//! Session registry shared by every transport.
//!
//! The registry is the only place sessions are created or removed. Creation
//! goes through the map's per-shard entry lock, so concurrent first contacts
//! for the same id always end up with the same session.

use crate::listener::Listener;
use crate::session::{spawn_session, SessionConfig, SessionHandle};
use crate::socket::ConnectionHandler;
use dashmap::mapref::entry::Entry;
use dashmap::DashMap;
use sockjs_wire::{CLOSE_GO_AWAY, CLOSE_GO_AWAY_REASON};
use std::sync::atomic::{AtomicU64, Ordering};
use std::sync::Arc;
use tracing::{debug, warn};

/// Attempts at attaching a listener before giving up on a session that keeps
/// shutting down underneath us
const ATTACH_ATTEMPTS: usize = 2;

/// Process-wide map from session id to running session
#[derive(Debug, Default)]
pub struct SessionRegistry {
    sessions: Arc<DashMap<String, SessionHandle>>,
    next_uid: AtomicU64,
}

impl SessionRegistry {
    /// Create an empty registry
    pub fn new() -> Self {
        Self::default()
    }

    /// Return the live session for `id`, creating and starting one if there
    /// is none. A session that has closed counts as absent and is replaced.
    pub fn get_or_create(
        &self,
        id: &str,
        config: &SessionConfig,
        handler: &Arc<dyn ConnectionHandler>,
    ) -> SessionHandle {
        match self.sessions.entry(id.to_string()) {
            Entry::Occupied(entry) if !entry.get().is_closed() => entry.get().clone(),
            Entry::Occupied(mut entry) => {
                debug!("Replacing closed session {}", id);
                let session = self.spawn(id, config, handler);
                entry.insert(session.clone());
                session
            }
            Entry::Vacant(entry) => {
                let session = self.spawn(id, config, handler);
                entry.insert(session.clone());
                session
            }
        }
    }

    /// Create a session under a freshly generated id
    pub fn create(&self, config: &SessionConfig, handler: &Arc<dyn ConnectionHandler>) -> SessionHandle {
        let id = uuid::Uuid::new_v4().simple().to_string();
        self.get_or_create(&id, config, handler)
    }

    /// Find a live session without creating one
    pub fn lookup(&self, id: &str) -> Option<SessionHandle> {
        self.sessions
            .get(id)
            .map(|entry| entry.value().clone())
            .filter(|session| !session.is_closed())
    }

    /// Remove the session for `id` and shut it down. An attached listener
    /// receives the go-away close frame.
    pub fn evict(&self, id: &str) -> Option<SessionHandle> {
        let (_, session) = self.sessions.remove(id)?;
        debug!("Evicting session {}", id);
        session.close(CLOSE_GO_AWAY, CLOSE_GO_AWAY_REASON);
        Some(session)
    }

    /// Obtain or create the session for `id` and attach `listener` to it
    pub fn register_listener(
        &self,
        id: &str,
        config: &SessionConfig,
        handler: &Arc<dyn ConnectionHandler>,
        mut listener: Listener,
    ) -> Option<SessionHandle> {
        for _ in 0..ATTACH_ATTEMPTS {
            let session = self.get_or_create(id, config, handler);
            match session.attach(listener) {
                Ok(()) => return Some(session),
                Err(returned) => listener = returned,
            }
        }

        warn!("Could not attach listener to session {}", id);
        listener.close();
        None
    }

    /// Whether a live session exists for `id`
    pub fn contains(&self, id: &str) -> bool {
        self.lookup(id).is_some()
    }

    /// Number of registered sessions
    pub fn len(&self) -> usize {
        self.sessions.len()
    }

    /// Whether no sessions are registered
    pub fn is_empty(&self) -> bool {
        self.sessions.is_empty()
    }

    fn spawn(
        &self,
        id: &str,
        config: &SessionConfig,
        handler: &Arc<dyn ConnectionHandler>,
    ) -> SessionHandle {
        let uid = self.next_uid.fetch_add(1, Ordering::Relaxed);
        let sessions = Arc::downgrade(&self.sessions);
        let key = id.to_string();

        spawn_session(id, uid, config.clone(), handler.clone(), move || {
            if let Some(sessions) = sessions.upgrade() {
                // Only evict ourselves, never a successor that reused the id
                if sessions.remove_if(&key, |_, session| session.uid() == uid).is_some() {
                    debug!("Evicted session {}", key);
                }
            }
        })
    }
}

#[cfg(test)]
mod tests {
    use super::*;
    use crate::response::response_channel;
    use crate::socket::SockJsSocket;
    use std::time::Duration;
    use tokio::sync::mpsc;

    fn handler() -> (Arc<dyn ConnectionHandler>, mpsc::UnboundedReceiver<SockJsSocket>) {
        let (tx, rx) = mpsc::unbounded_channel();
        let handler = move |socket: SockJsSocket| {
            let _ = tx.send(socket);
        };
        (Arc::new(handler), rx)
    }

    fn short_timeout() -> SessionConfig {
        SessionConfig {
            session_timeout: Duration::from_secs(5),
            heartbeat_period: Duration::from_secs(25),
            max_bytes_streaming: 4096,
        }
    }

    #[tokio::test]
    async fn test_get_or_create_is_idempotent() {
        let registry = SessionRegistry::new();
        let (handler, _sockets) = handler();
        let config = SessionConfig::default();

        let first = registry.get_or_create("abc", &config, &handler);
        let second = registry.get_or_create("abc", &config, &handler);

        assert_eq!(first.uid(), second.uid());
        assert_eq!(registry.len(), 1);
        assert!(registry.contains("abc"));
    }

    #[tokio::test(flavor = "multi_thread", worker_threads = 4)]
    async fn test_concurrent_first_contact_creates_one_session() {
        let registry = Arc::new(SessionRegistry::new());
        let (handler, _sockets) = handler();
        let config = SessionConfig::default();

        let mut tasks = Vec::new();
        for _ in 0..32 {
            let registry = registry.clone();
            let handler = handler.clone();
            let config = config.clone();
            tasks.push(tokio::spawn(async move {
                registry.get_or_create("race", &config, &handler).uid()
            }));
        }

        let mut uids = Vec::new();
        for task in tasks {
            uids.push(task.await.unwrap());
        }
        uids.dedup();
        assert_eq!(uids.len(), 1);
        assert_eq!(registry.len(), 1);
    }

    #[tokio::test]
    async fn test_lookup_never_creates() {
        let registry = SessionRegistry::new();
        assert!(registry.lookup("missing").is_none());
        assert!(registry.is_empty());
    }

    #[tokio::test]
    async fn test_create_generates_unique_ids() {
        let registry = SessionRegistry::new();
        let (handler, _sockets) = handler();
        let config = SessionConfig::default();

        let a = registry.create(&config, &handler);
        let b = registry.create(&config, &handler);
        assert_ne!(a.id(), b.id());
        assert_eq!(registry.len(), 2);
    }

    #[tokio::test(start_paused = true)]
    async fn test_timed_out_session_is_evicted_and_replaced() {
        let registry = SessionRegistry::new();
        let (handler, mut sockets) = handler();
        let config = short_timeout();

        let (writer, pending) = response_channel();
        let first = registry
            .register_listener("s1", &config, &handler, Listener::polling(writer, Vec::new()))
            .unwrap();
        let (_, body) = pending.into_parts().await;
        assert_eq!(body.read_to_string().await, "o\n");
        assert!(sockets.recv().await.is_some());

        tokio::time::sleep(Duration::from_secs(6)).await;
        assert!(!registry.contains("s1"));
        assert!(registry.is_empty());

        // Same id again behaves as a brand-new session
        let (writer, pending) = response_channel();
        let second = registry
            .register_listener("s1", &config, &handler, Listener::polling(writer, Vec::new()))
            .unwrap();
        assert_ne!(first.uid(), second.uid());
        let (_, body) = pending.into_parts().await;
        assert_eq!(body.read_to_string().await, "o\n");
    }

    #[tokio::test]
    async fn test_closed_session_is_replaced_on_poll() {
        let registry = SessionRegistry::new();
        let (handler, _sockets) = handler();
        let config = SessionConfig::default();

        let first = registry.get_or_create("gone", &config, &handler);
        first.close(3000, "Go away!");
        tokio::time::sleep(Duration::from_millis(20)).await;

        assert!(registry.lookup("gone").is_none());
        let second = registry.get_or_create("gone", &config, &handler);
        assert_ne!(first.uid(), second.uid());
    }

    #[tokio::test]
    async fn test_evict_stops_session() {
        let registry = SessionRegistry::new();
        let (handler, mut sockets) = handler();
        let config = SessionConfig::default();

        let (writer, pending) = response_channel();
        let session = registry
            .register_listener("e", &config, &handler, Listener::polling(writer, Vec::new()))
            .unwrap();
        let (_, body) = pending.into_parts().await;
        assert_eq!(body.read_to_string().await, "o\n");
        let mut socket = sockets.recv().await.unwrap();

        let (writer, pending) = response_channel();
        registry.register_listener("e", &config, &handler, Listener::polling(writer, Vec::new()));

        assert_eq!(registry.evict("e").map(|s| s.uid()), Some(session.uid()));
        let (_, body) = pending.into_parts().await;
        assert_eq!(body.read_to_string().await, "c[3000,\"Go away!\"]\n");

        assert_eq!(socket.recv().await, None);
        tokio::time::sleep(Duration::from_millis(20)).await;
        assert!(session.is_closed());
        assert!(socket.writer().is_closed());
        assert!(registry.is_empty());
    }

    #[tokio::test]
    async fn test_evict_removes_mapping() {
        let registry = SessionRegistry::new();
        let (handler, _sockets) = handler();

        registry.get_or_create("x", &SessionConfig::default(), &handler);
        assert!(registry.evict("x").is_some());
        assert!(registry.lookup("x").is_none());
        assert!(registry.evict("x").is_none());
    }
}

+ + + + + + +

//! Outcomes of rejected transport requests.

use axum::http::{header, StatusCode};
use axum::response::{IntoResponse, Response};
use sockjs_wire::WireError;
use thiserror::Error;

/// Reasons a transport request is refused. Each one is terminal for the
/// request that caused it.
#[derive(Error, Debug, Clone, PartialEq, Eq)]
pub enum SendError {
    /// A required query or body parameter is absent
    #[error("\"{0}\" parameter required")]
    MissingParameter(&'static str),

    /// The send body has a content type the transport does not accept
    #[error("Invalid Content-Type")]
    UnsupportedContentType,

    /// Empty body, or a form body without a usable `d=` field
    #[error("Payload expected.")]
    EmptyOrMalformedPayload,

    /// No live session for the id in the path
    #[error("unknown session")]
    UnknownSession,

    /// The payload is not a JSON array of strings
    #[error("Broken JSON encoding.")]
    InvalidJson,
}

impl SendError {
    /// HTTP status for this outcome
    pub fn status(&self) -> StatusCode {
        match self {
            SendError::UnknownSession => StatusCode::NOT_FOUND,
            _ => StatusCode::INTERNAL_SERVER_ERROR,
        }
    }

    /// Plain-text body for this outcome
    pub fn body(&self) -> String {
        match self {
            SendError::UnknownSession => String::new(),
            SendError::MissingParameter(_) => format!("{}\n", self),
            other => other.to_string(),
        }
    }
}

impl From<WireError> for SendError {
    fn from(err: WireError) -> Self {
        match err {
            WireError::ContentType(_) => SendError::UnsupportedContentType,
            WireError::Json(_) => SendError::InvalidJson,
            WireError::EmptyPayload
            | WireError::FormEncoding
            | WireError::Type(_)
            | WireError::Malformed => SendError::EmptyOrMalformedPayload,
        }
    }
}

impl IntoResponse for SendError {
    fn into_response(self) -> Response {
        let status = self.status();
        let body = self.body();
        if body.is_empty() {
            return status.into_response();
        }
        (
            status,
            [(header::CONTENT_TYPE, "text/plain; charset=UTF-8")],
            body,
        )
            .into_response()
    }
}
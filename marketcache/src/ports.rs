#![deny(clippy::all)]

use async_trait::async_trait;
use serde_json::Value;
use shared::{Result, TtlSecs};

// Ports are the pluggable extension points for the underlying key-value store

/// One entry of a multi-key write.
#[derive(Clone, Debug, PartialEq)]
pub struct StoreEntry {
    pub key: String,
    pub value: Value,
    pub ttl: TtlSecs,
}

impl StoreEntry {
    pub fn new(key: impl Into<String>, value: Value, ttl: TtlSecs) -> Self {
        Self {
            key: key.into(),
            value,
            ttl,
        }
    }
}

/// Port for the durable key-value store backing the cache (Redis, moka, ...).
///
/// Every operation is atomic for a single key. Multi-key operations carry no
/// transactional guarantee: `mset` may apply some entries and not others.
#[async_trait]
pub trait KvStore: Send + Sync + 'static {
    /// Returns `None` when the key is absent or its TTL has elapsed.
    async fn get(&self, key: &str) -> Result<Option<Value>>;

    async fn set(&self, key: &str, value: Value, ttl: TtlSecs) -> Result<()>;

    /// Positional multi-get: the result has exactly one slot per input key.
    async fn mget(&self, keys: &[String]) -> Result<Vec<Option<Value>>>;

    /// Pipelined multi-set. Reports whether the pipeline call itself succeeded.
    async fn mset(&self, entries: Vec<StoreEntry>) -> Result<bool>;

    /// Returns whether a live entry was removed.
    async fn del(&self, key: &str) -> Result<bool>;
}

+ + + + + + +

__PROBLEM DESCRIPTION__
Transcribe the lines above between the line holding "by every transport." and the line holding "use dashmap::DashMap;", inclusive, exactly as they stand and with nothing added.

__RESPONSE TO THIS TASK__
//! Session registry shared by every transport.
//!
//! The registry is the only place sessions are created or removed. Creation
//! goes through the map's per-shard entry lock, so concurrent first contacts
//! for the same id always end up with the same session.

use crate::listener::Listener;
use crate::session::{spawn_session, SessionConfig, SessionHandle};
use crate::socket::ConnectionHandler;
use dashmap::mapref::entry::Entry;
use dashmap::DashMap;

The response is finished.